Go through the data below line by line and report how many lines contain "ServiceHandles", giving only that figure.

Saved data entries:
• • • • • • •

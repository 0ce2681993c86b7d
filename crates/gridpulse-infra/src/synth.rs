//! Synthesis
//!
//! Renders an [`EnvironmentGraph`] as the JSON document the infrastructure
//! engine consumes. Rendering is deterministic: the same graph always yields
//! the same bytes.

use crate::error::{ProvisionError, Result};
use crate::validated_graph::EnvironmentGraph;
use serde_json::{json, Map, Value};
use std::path::{Path, PathBuf};

/// File name of the synthesized document inside a stack directory
pub const DOCUMENT_NAME: &str = "cdk.tf.json";

/// Render the engine document for `graph` under `stack_name`
#[must_use]
pub fn synthesize(graph: &EnvironmentGraph, stack_name: &str) -> Value {
    let mut required_providers = Map::new();
    let mut providers = Map::new();
    for provider in graph.providers() {
        let name = provider.provider.as_str();
        required_providers.insert(
            name.to_string(),
            json!({ "source": provider.provider.source() }),
        );
        let settings: Map<String, Value> = provider
            .attributes
            .iter()
            .map(|(key, value)| ((*key).to_string(), value.render()))
            .collect();
        providers.insert(name.to_string(), Value::Array(vec![Value::Object(settings)]));
    }

    let mut resources: Map<String, Value> = Map::new();
    for descriptor in graph.descriptors() {
        let mut block: Map<String, Value> = descriptor
            .attributes()
            .map(|(key, value)| (key.to_string(), value.render()))
            .collect();
        if !descriptor.explicit_dependencies().is_empty() {
            block.insert(
                "depends_on".to_string(),
                descriptor
                    .explicit_dependencies()
                    .iter()
                    .map(|id| Value::String(id.to_string()))
                    .collect(),
            );
        }

        let by_type = resources
            .entry(descriptor.resource_type().as_str())
            .or_insert_with(|| Value::Object(Map::new()));
        if let Value::Object(by_name) = by_type {
            by_name.insert(descriptor.id().name().to_string(), Value::Object(block));
        }
    }

    let outputs: Map<String, Value> = graph
        .outputs()
        .iter()
        .map(|output| {
            let mut block = json!({
                "description": output.description,
                "value": output.value.render(),
            });
            if output.sensitive {
                block["sensitive"] = Value::Bool(true);
            }
            (output.name.to_string(), block)
        })
        .collect();

    json!({
        "//": {
            "metadata": {
                "stack": stack_name,
                "environment": graph.environment_name(),
                "backend": graph.backend(),
                "creation_order": graph.creation_order(),
                "fingerprint": graph.fingerprint(),
                "version": crate::VERSION,
            }
        },
        "terraform": { "required_providers": required_providers },
        "provider": providers,
        "resource": resources,
        "output": outputs,
    })
}

/// Path of a stack's document under `out_dir`
#[must_use]
pub fn document_path(out_dir: &Path, stack_name: &str) -> PathBuf {
    out_dir.join("stacks").join(stack_name).join(DOCUMENT_NAME)
}

/// Write a synthesized document, creating parent directories
pub fn write_document(document: &Value, out_dir: &Path, stack_name: &str) -> Result<PathBuf> {
    let path = document_path(out_dir, stack_name);
    let io_error = |source: std::io::Error| ProvisionError::Output {
        path: path.clone(),
        source,
    };

    if let Some(parent) = path.parent() {
        std::fs::create_dir_all(parent).map_err(io_error)?;
    }
    let mut bytes = serde_json::to_vec_pretty(document)
        .map_err(|e| io_error(std::io::Error::from(e)))?;
    bytes.push(b'\n');
    std::fs::write(&path, bytes).map_err(io_error)?;

    tracing::info!(path = %path.display(), "Wrote synthesized stack");
    Ok(path)
}
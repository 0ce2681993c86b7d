//! Input Resolution
//!
//! Named, typed, optionally-sensitive input parameters are read from a
//! [`ParameterSource`] and resolved against a table of [`ParameterSpec`]s.
//! Defaults apply only when the source has no (or an empty) value.
//!
//! Sources mirror how the infrastructure engine itself receives variables:
//! `TF_VAR_<name>` environment variables, optionally layered over a flat
//! parameter file.

use crate::config::Secret;
use crate::error::ParameterError;
use indexmap::IndexMap;
use serde::Deserialize;
use std::collections::{BTreeMap, HashMap, HashSet};
use std::path::{Path, PathBuf};

/// Environment variable prefix used by the infrastructure engine
pub const ENV_PREFIX: &str = "TF_VAR_";

/// Declaration of one input parameter
#[derive(Debug, Clone, Copy, PartialEq, Eq)]
pub struct ParameterSpec {
    /// Parameter name (snake case)
    pub name: &'static str,
    /// Human-readable description
    pub description: &'static str,
    /// Whether the value must be treated as a secret
    pub sensitive: bool,
    /// Default value; `None` makes the parameter required
    pub default: Option<&'static str>,
}

impl ParameterSpec {
    /// Declare a required parameter
    #[must_use]
    pub const fn required(name: &'static str, description: &'static str) -> Self {
        Self {
            name,
            description,
            sensitive: false,
            default: None,
        }
    }

    /// Declare a parameter with a default
    #[must_use]
    pub const fn with_default(
        name: &'static str,
        description: &'static str,
        default: &'static str,
    ) -> Self {
        Self {
            name,
            description,
            sensitive: false,
            default: Some(default),
        }
    }

    /// Mark the parameter sensitive
    #[must_use]
    pub const fn sensitive(mut self) -> Self {
        self.sensitive = true;
        self
    }

    /// Replace the default
    #[must_use]
    pub const fn defaulting_to(mut self, default: &'static str) -> Self {
        self.default = Some(default);
        self
    }

    /// Whether resolution fails when no value is supplied
    #[must_use]
    pub const fn is_required(&self) -> bool {
        self.default.is_none()
    }
}

/// Somewhere parameter values can be looked up by name
pub trait ParameterSource {
    /// Look up a raw value
    fn lookup(&self, name: &str) -> Option<String>;
}

/// Reads `TF_VAR_<name>` from the process environment
#[derive(Debug, Clone)]
pub struct EnvSource {
    prefix: String,
}

impl EnvSource {
    /// Source using a custom prefix
    pub fn with_prefix(prefix: impl Into<String>) -> Self {
        Self {
            prefix: prefix.into(),
        }
    }
}

impl Default for EnvSource {
    fn default() -> Self {
        Self::with_prefix(ENV_PREFIX)
    }
}

impl ParameterSource for EnvSource {
    fn lookup(&self, name: &str) -> Option<String> {
        std::env::var(format!("{}{name}", self.prefix)).ok()
    }
}

/// In-memory parameter values
#[derive(Debug, Clone, Default)]
pub struct MapSource {
    values: HashMap<String, String>,
}

impl MapSource {
    /// Create an empty source
    #[must_use]
    pub fn new() -> Self {
        Self::default()
    }

    /// Add a value
    #[must_use]
    pub fn with(mut self, name: impl Into<String>, value: impl Into<String>) -> Self {
        self.values.insert(name.into(), value.into());
        self
    }

    /// Insert a value in place
    pub fn insert(&mut self, name: impl Into<String>, value: impl Into<String>) {
        self.values.insert(name.into(), value.into());
    }
}

impl<K: Into<String>, V: Into<String>> FromIterator<(K, V)> for MapSource {
    fn from_iter<I: IntoIterator<Item = (K, V)>>(iter: I) -> Self {
        Self {
            values: iter
                .into_iter()
                .map(|(k, v)| (k.into(), v.into()))
                .collect(),
        }
    }
}

impl ParameterSource for MapSource {
    fn lookup(&self, name: &str) -> Option<String> {
        self.values.get(name).cloned()
    }
}

/// Scalar accepted in a parameter file
#[derive(Debug, Deserialize)]
#[serde(untagged)]
enum Scalar {
    Str(String),
    Int(i64),
    Float(f64),
    Bool(bool),
}

impl Scalar {
    fn into_string(self) -> String {
        match self {
            Self::Str(s) => s,
            Self::Int(i) => i.to_string(),
            Self::Float(f) => f.to_string(),
            Self::Bool(b) => b.to_string(),
        }
    }
}

/// Flat parameter file (`.toml`, `.yaml`/`.yml` or `.json`)
#[derive(Debug, Clone)]
pub struct FileSource {
    path: PathBuf,
    inner: MapSource,
}

impl FileSource {
    /// Load and parse a parameter file, choosing the format by extension
    pub fn load(path: impl AsRef<Path>) -> Result<Self, ParameterError> {
        let path = path.as_ref().to_path_buf();
        let contents = std::fs::read_to_string(&path).map_err(|e| ParameterError::File {
            path: path.clone(),
            message: e.to_string(),
        })?;
        let extension = path
            .extension()
            .and_then(|e| e.to_str())
            .map(str::to_ascii_lowercase);
        let parsed = match extension.as_deref() {
            Some("toml") => Self::parse_toml(&contents),
            Some("yaml" | "yml") => Self::parse_yaml(&contents),
            Some("json") => Self::parse_json(&contents),
            _ => return Err(ParameterError::UnsupportedFormat(path)),
        };
        let values = parsed.map_err(|message| ParameterError::File {
            path: path.clone(),
            message,
        })?;

        tracing::debug!(path = %path.display(), count = values.len(), "Loaded parameter file");
        Ok(Self {
            path,
            inner: values
                .into_iter()
                .map(|(k, v)| (k, v.into_string()))
                .collect(),
        })
    }

    /// Path the values were loaded from
    #[must_use]
    pub fn path(&self) -> &Path {
        &self.path
    }

    fn parse_toml(contents: &str) -> Result<BTreeMap<String, Scalar>, String> {
        toml::from_str(contents).map_err(|e| e.to_string())
    }

    fn parse_yaml(contents: &str) -> Result<BTreeMap<String, Scalar>, String> {
        serde_yaml::from_str(contents).map_err(|e| e.to_string())
    }

    fn parse_json(contents: &str) -> Result<BTreeMap<String, Scalar>, String> {
        serde_json::from_str(contents).map_err(|e| e.to_string())
    }
}

impl ParameterSource for FileSource {
    fn lookup(&self, name: &str) -> Option<String> {
        self.inner.lookup(name)
    }
}

/// Ordered list of sources; the first one with a value wins
#[derive(Default)]
pub struct LayeredSource {
    layers: Vec<Box<dyn ParameterSource>>,
}

impl LayeredSource {
    /// Create an empty stack of sources
    #[must_use]
    pub fn new() -> Self {
        Self::default()
    }

    /// Append a lower-priority source
    #[must_use]
    pub fn with(mut self, source: impl ParameterSource + 'static) -> Self {
        self.layers.push(Box::new(source));
        self
    }
}

impl ParameterSource for LayeredSource {
    fn lookup(&self, name: &str) -> Option<String> {
        self.layers.iter().find_map(|layer| layer.lookup(name))
    }
}

/// Parameter values after defaults were applied
#[derive(Debug, Clone, Default)]
pub struct ResolvedParameters {
    values: IndexMap<String, String>,
    sensitive: HashSet<String>,
}

impl ResolvedParameters {
    /// Resolve every declared parameter against a source
    ///
    /// Values are trimmed; an empty or whitespace-only value counts as "not
    /// supplied". All missing required parameters are reported together.
    pub fn resolve(
        specs: &[ParameterSpec],
        source: &dyn ParameterSource,
    ) -> Result<Self, ParameterError> {
        let mut resolved = Self::default();
        let mut missing = Vec::new();

        for spec in specs {
            let supplied = source
                .lookup(spec.name)
                .filter(|value| !value.trim().is_empty());
            let value = match (supplied, spec.default) {
                (Some(value), _) => value.trim().to_string(),
                (None, Some(default)) => default.to_string(),
                (None, None) => {
                    missing.push(spec.name.to_string());
                    continue;
                }
            };
            if spec.sensitive {
                resolved.sensitive.insert(spec.name.to_string());
            }
            resolved.values.insert(spec.name.to_string(), value);
        }

        if missing.is_empty() {
            Ok(resolved)
        } else {
            Err(ParameterError::Missing(missing))
        }
    }

    /// Raw value, including empty defaults
    #[must_use]
    pub fn get(&self, name: &str) -> Option<&str> {
        self.values.get(name).map(String::as_str)
    }

    /// Value, treating empty and whitespace-only strings as absent
    #[must_use]
    pub fn optional(&self, name: &str) -> Option<&str> {
        self.get(name).filter(|value| !value.trim().is_empty())
    }

    /// Value wrapped as a secret, absent when empty
    #[must_use]
    pub fn secret(&self, name: &str) -> Option<Secret> {
        self.optional(name).map(Secret::new)
    }

    /// Whether the parameter was declared sensitive
    #[must_use]
    pub fn is_sensitive(&self, name: &str) -> bool {
        self.sensitive.contains(name)
    }

    /// Number of resolved parameters
    #[must_use]
    pub fn len(&self) -> usize {
        self.values.len()
    }

    /// Whether nothing was resolved
    #[must_use]
    pub fn is_empty(&self) -> bool {
        self.values.is_empty()
    }
}
//! Output projection
//!
//! Picks the identifiers and URLs exposed to the operator once the graph is
//! built. Which database identifier appears depends on the backend branch.

use crate::construction::validator::ValidatedConfig;
use crate::construction::{DatabaseHandles, ServiceHandles};
use crate::derive::DerivedValues;
use crate::types::AttributeValue;

/// One exported value
#[derive(Debug, Clone, PartialEq)]
pub struct Output {
    /// Output name
    pub name: &'static str,
    /// Operator-facing description
    pub description: &'static str,
    /// Value, usually a reference into the graph
    pub value: AttributeValue,
    /// Whether the engine must hide the value
    pub sensitive: bool,
}

impl Output {
    fn new(name: &'static str, description: &'static str, value: impl Into<AttributeValue>) -> Self {
        let value = value.into();
        Self {
            name,
            description,
            sensitive: value.is_sensitive(),
            value,
        }
    }

    /// Value safe for display
    #[must_use]
    pub fn display_value(&self) -> String {
        self.value.redacted()
    }
}

/// Project the outputs for a built graph
#[must_use]
pub fn project(
    config: &ValidatedConfig,
    handles: &ServiceHandles,
    derived: &DerivedValues,
) -> Vec<Output> {
    let mut outputs = vec![
        Output::new("web_service_id", "Web service ID", handles.web.id_ref()),
        Output::new("redis_service_id", "Redis service ID", handles.redis.id_ref()),
        Output::new(
            "database_url",
            "Database connection URL",
            derived.database_url.clone(),
        ),
    ];

    match &handles.database {
        DatabaseHandles::ManagedPostgres { service, .. } => outputs.push(Output::new(
            "postgres_service_id",
            "PostgreSQL service ID",
            service.id_ref(),
        )),
        DatabaseHandles::Supabase { project, .. } => outputs.push(Output::new(
            "supabase_project_id",
            "Supabase project ID",
            project.id_ref(),
        )),
    }

    if let Some(data) = &handles.data {
        outputs.push(Output::new("data_service_id", "Data service ID", data.id_ref()));
    }

    if let Some(domain) = &handles.service_domain {
        outputs.push(Output::new(
            "web_service_url",
            "Web service URL",
            format!("https://{}", domain.attr("domain")),
        ));
    }

    if let Some(domain) = &config.domains().custom_domain {
        if handles.custom_domain.is_some() {
            outputs.push(Output::new(
                "custom_domain_url",
                "Custom domain URL",
                format!("https://{domain}"),
            ));
        }
    }

    outputs
}
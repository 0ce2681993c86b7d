//! Construction Phase
//!
//! `EnvironmentConfig` → [`validator::validate`] → `ValidatedConfig` →
//! [`EnvironmentBuilder`] → [`EnvironmentGraph`]. Each step consumes the
//! previous one; there is no way back and no partial result on failure.

pub mod builder;
pub mod validator;

pub use builder::{DatabaseHandles, EnvironmentBuilder, ServiceHandles};
pub use validator::{validate, DatabaseBackend, DomainConfig, ValidatedConfig};

use crate::config::{DataServiceConfig, EnvironmentConfig};
use crate::error::Result;
use crate::validated_graph::EnvironmentGraph;

/// Validate `config` and build its graph, optionally with the data service
pub fn build_environment(
    config: EnvironmentConfig,
    data_service: Option<DataServiceConfig>,
) -> Result<EnvironmentGraph> {
    let validated = validate(config)?;
    let mut builder = EnvironmentBuilder::new(validated)?;
    if let Some(data_service) = data_service {
        builder.add_data_service(data_service)?;
    }
    Ok(builder.finish()?)
}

• • • • • • •

== Solution for this problem ==
3